Ana içeriğe geç

Bundesliga

Alman futbol ligi Bundesliga 50. yılını kutlarken dünya ölçeğinde liderliğin tadını çıkarıyor.

29.05.2013
© picture-alliance/Pressefoto ULMER/Markus Ulmer - Bundesliga

Topun bir mucidi yok. Ama futbol dene ayak topunun mucidi İngilizler, güzel futbolun mucidi de Brezilyalılar. Söylendiğine göre Brezilya’da top, yani bola için 37 kelime varmış. Aynı şey için bu kadar çok sayıda kelime bulunması genellikle iyiye işarettir. Sevginin işareti. Aşk insanı her zaman gereğinden fazla konuşturur. Ne var ki “Bundesliga” (Federal Lig) kelimesi bir aşığın ağzından çıkmış gibi durmuyor. “Premier League” veya “Serie A” gibi hiç değilse piyasayı heyecanlandıracak bir marka çağrışımı da yok. Bundesliga Almanca’da daha çok resmi bir adlandırma etkisi yapıyor. Ama gerçek farklı. Avrupa’da liglerini başlatmış olan tüm diğer ülkelerin arkasından gecikmeli olarak bundan 50 yıl önce gözünü futbol dünyası ışığına açan Bundesliga, isminin düşündürmediği bir imaj kazandı: Güzel vakit geçirme imkanı sunan ve dünyanın her yerinde tanınan birinci sınıf bir marka oldu; ve kolektif tutkunun arenası Bundesliga’da her maç günü 400.000’den fazla insan Alman stadyumlarını dolduruyor.

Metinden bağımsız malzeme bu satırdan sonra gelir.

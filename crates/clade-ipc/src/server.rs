// Copyright (c) 2024-2026 Martin Schröder <info@swedishembedded.com>
//
// SPDX-License-Identifier: MIT
//! The Unix-domain-socket side of §4.8: one task per accepted connection,
//! one JSON request read, one JSON reply written, socket closed.
use std::path::{Path, PathBuf};
use std::sync::Arc;
use std::time::Duration;

use thiserror::Error;
use tokio::io::{AsyncBufReadExt, AsyncWriteExt, BufReader};
use tokio::net::{UnixListener, UnixStream};
use tracing::{debug, info, warn};

use clade_config::BrowserConfig;
use clade_core::{Session, SessionStatus};
use clade_registry::Registry;
use clade_session::SessionManager;
use clade_store::{SessionFilter, Store};
use clade_toolcfg::BuildManifestInput;

use crate::wire::Request;

/// Caller-visible request deadline (§5: "the IPC client enforces 120 s").
/// Guarded server-side too so a stuck handler can't wedge a connection slot
/// forever.
const REQUEST_TIMEOUT: Duration = Duration::from_secs(120);

/// Longest a single request line is allowed to be before it's rejected as
/// malformed, guarding against an unbounded read on a misbehaving client.
const MAX_REQUEST_BYTES: usize = 1 << 20;

#[derive(Debug, Error)]
pub enum IpcError {
    #[error("another IPC server is already listening on {0}")]
    AlreadyRunning(PathBuf),
    #[error("binding socket at {path}: {source}")]
    Bind {
        path: PathBuf,
        #[source]
        source: std::io::Error,
    },
}

/// Owns the socket file for its entire lifetime: creates it (cleaning up a
/// stale one first), accepts connections, and removes it again on clean
/// shutdown (§4.8 "Transport note").
pub struct IpcServer {
    socket_path: PathBuf,
    store: Arc<Store>,
    registry: Arc<Registry>,
    sessions: Arc<SessionManager>,
    host_exe: PathBuf,
    home_dir: PathBuf,
    browser: Option<BrowserConfig>,
}

impl IpcServer {
    pub fn new(
        socket_path: PathBuf,
        store: Arc<Store>,
        registry: Arc<Registry>,
        sessions: Arc<SessionManager>,
        host_exe: PathBuf,
        home_dir: PathBuf,
        browser: Option<BrowserConfig>,
    ) -> Self {
        Self {
            socket_path,
            store,
            registry,
            sessions,
            host_exe,
            home_dir,
            browser,
        }
    }

    pub fn socket_path(&self) -> &Path {
        &self.socket_path
    }

    /// Binds the socket and accepts connections, one spawned task each,
    /// until `shutdown` resolves. Removes the socket file before returning.
    pub async fn run(
        self: Arc<Self>,
        mut shutdown: tokio::sync::oneshot::Receiver<()>,
    ) -> Result<(), IpcError> {
        let listener = bind_listener(&self.socket_path)?;
        info!(socket = %self.socket_path.display(), "IPC server listening");

        loop {
            tokio::select! {
                accepted = listener.accept() => {
                    match accepted {
                        Ok((stream, _addr)) => {
                            let server = Arc::clone(&self);
                            tokio::spawn(async move {
                                if let Err(err) = server.handle_connection(stream).await {
                                    warn!(error = %err, "IPC connection handling failed");
                                }
                            });
                        }
                        Err(err) => warn!(error = %err, "IPC accept failed"),
                    }
                }
                _ = &mut shutdown => {
                    debug!("IPC server shutting down");
                    break;
                }
            }
        }

        let _ = std::fs::remove_file(&self.socket_path);
        Ok(())
    }

    async fn handle_connection(&self, stream: UnixStream) -> std::io::Result<()> {
        let (read_half, mut write_half) = stream.into_split();
        let mut reader = BufReader::new(read_half);
        let mut line = String::new();

        let reply = match tokio::time::timeout(
            REQUEST_TIMEOUT,
            read_one_line(&mut reader, &mut line),
        )
        .await
        {
            Ok(Ok(0)) => return Ok(()), // client disconnected without sending anything
            Ok(Ok(_)) => self.dispatch_line(&line).await,
            Ok(Err(err)) => serde_json::json!({"ok": false, "error": err}),
            Err(_) => serde_json::json!({"ok": false, "error": "request timed out"}),
        };

        let mut out = serde_json::to_vec(&reply).unwrap_or_else(|_| b"{\"ok\":false}".to_vec());
        out.push(b'\n');
        write_half.write_all(&out).await?;
        write_half.flush().await?;
        Ok(())
    }

    async fn dispatch_line(&self, line: &str) -> serde_json::Value {
        let request: Request = match serde_json::from_str(line.trim()) {
            Ok(req) => req,
            Err(err) => return serde_json::json!({"ok": false, "error": format!("unknown type or malformed request: {err}")}),
        };
        self.handle(request).await
    }

    async fn handle(&self, request: Request) -> serde_json::Value {
        match request {
            Request::SessionsList => self.sessions_list().await,
            Request::SessionsSpawn {
                agent_id,
                prompt,
                parent_session_id,
                calling_agent_id,
            } => {
                self.sessions_spawn(&agent_id, &prompt, parent_session_id, calling_agent_id)
                    .await
            }
            Request::SessionsSend { session_id, message } => {
                self.sessions_send(&session_id, &message).await
            }
            Request::SessionsStatus { session_id } => self.sessions_status(&session_id).await,
            Request::AgentsList => self.agents_list(),
            Request::TaskqueueSchedule {
                agent_id,
                session_id,
                prompt,
                description,
                delay_minutes,
            } => {
                self.taskqueue_schedule(agent_id, session_id, prompt, description, delay_minutes)
                    .await
            }
            Request::TaskqueueCancel { task_id, agent_id } => {
                self.taskqueue_cancel(&task_id, agent_id.as_deref()).await
            }
            Request::TaskqueueList { agent_id } => self.taskqueue_list(agent_id.as_deref()).await,
        }
    }

    async fn sessions_list(&self) -> serde_json::Value {
        match self
            .store
            .list_sessions(SessionFilter {
                agent_id: None,
                status: Some(SessionStatus::Active),
            })
            .await
        {
            Ok(sessions) => {
                serde_json::json!({"ok": true, "sessions": sessions.iter().map(session_json).collect::<Vec<_>>()})
            }
            Err(err) => err_reply(err.to_string()),
        }
    }

    async fn sessions_spawn(
        &self,
        agent_id: &str,
        prompt: &str,
        parent_session_id: Option<String>,
        calling_agent_id: Option<String>,
    ) -> serde_json::Value {
        if !self.registry.has(agent_id) {
            return err_reply(format!("agent {agent_id:?} is not registered"));
        }
        match self
            .sessions
            .send_message(
                agent_id,
                prompt,
                Some("ipc"),
                calling_agent_id.as_deref(),
                parent_session_id.as_deref(),
            )
            .await
        {
            Ok(out) => serde_json::json!({"ok": true, "sessionId": out.session_id, "response": out.text}),
            Err(err) => err_reply(err.to_string()),
        }
    }

    async fn sessions_send(&self, session_id: &str, message: &str) -> serde_json::Value {
        match self.sessions.resume_session(session_id, message).await {
            Ok(out) => serde_json::json!({"ok": true, "response": out.text}),
            Err(err) => err_reply(err.to_string()),
        }
    }

    async fn sessions_status(&self, session_id: &str) -> serde_json::Value {
        match self.store.get_session(session_id).await {
            Ok(Some(session)) => serde_json::json!({
                "ok": true,
                "status": status_str(session.status),
                "agentId": session.agent_id,
                "channel": session.channel,
                "createdAt": session.created_at.to_rfc3339(),
                "lastActive": session.last_active_at.to_rfc3339(),
            }),
            Ok(None) => err_reply(format!("session {session_id:?} not found")),
            Err(err) => err_reply(err.to_string()),
        }
    }

    fn agents_list(&self) -> serde_json::Value {
        let agents: Vec<serde_json::Value> = self
            .registry
            .list()
            .into_iter()
            .map(|bundle| {
                let manifest_input = BuildManifestInput {
                    agent_id: &bundle.id,
                    preset: bundle.config.preset,
                    custom_tools: &bundle.config.custom_tools,
                    skills: &bundle.config.skills,
                    admin_enabled: bundle.config.admin.enabled,
                    browser: self.browser.as_ref(),
                    host_exe: &self.host_exe,
                    home_dir: &self.home_dir,
                    ipc_socket_path: &self.socket_path,
                };
                let servers: Vec<String> = clade_toolcfg::build_manifest(&manifest_input)
                    .servers
                    .into_iter()
                    .map(|s| s.name)
                    .collect();
                serde_json::json!({
                    "id": bundle.id,
                    "name": bundle.config.name,
                    "description": bundle.config.description,
                    "preset": bundle.config.preset,
                    "servers": servers,
                })
            })
            .collect();
        serde_json::json!({"ok": true, "agents": agents})
    }

    async fn taskqueue_schedule(
        &self,
        agent_id: String,
        session_id: Option<String>,
        prompt: String,
        description: String,
        delay_minutes: f64,
    ) -> serde_json::Value {
        if !clade_core::validate_delay_minutes(delay_minutes) {
            return err_reply(format!(
                "delayMinutes {delay_minutes} is outside [{}, {}]",
                clade_core::MIN_DELAY_MINUTES,
                clade_core::MAX_DELAY_MINUTES
            ));
        }
        if !self.registry.has(&agent_id) {
            return err_reply(format!("agent {agent_id:?} is not registered"));
        }
        let execute_at = chrono::Utc::now() + chrono::Duration::seconds((delay_minutes * 60.0) as i64);
        match self
            .store
            .enqueue_task(agent_id, session_id, prompt, description, execute_at)
            .await
        {
            Ok(task) => serde_json::json!({
                "ok": true,
                "taskId": task.id,
                "executeAt": task.execute_at.to_rfc3339(),
            }),
            Err(err) => err_reply(err.to_string()),
        }
    }

    async fn taskqueue_cancel(&self, task_id: &str, agent_id: Option<&str>) -> serde_json::Value {
        let task = match self.store.get_task(task_id).await {
            Ok(Some(task)) => task,
            Ok(None) => return err_reply(format!("task {task_id:?} not found")),
            Err(err) => return err_reply(err.to_string()),
        };
        if let Some(caller) = agent_id {
            if caller != task.agent_id {
                return err_reply("caller does not own this task".to_string());
            }
        }
        match self.store.cancel_task(task_id).await {
            Ok(true) => serde_json::json!({"ok": true}),
            Ok(false) => err_reply("task is not in a cancellable state".to_string()),
            Err(err) => err_reply(err.to_string()),
        }
    }

    async fn taskqueue_list(&self, agent_id: Option<&str>) -> serde_json::Value {
        match self.store.list_tasks_by_agent(agent_id).await {
            Ok(tasks) => {
                let tasks: Vec<serde_json::Value> = tasks
                    .into_iter()
                    .map(|t| {
                        serde_json::json!({
                            "id": t.id,
                            "agentId": t.agent_id,
                            "sessionId": t.session_id,
                            "prompt": t.prompt,
                            "description": t.description,
                            "executeAt": t.execute_at.to_rfc3339(),
                            "status": t.status,
                            "error": t.error,
                        })
                    })
                    .collect();
                serde_json::json!({"ok": true, "tasks": tasks})
            }
            Err(err) => err_reply(err.to_string()),
        }
    }
}

fn err_reply(error: String) -> serde_json::Value {
    serde_json::json!({"ok": false, "error": error})
}

fn status_str(status: SessionStatus) -> &'static str {
    match status {
        SessionStatus::Active => "active",
        SessionStatus::Idle => "idle",
        SessionStatus::Terminated => "terminated",
    }
}

fn session_json(session: &Session) -> serde_json::Value {
    serde_json::json!({
        "id": session.id,
        "agentId": session.agent_id,
        "channel": session.channel,
        "channelUserId": session.channel_user_id,
        "chatId": session.chat_id,
        "status": status_str(session.status),
        "createdAt": session.created_at.to_rfc3339(),
        "lastActiveAt": session.last_active_at.to_rfc3339(),
    })
}

/// Reads up to [`MAX_REQUEST_BYTES`] of one line. Returns `Ok(0)` on a clean
/// EOF before any byte was read (a client that connected and closed).
async fn read_one_line<R: AsyncBufReadExt + Unpin>(
    reader: &mut R,
    buf: &mut String,
) -> Result<usize, String> {
    let n = reader
        .read_line(buf)
        .await
        .map_err(|err| format!("reading request: {err}"))?;
    if buf.len() > MAX_REQUEST_BYTES {
        return Err("request too large".to_string());
    }
    Ok(n)
}

/// Binds `path`, treating an existing file as stale (no listener behind it)
/// rather than a fatal "address in use" (§4.8 "Transport note").
fn bind_listener(path: &Path) -> Result<UnixListener, IpcError> {
    if path.exists() {
        if std::os::unix::net::UnixStream::connect(path).is_ok() {
            return Err(IpcError::AlreadyRunning(path.to_path_buf()));
        }
        let _ = std::fs::remove_file(path);
    }
    if let Some(parent) = path.parent() {
        let _ = std::fs::create_dir_all(parent);
    }
    let listener = UnixListener::bind(path).map_err(|source| IpcError::Bind {
        path: path.to_path_buf(),
        source,
    })?;
    #[cfg(unix)]
    {
        use std::os::unix::fs::PermissionsExt;
        let _ = std::fs::set_permissions(path, std::fs::Permissions::from_mode(0o600));
    }
    Ok(listener)
}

Bundesliga 50. yılında hiç olmadığı kadar cool ve genç. Bunun için genç görünme çabasına girmesi de gerekmedi. Kendiliğinden gençlik dolu, tüm dünyanın hayranlıkla izlediği programıyla, genç yetenekleri teşvik çalışmalarıyla Götze ve Reus, Müller ve Draxler gibi yetenekleri ortaya çıkarmış bir yapı. Ve de Borussia Dortmund’un yarattığı, Bayern Münih’in geliştirdiği genç, dinamik oyun tarzı BUndesliga’nın tam 50. yılında dünyayı fethetti; dünyanın en ünlü stadyumunda iki Alman takımının karşılaştığı Şampiyonlar Ligi final maçında Alman futbolu tüm varlığıyla boy gösterdi. İngiltere’nin Wembley stadyumu Alman futbol şenliğinin mekanı oldu; mizah tarafları güçlü İngilizler bunu da espriyle karşıladılar. Bayern Münih ve Borussia Dortmund’un yarı finali de geçeceği belli olduğunda bir gazetede, “bu olayın iyi yanı, 47 yıldan beri Wembley’de ilk kez bir Alman takımının maçı kaybetmesinin kesin olduğu” diye yazdı; 1966 Dünya Kupası finalinden beri.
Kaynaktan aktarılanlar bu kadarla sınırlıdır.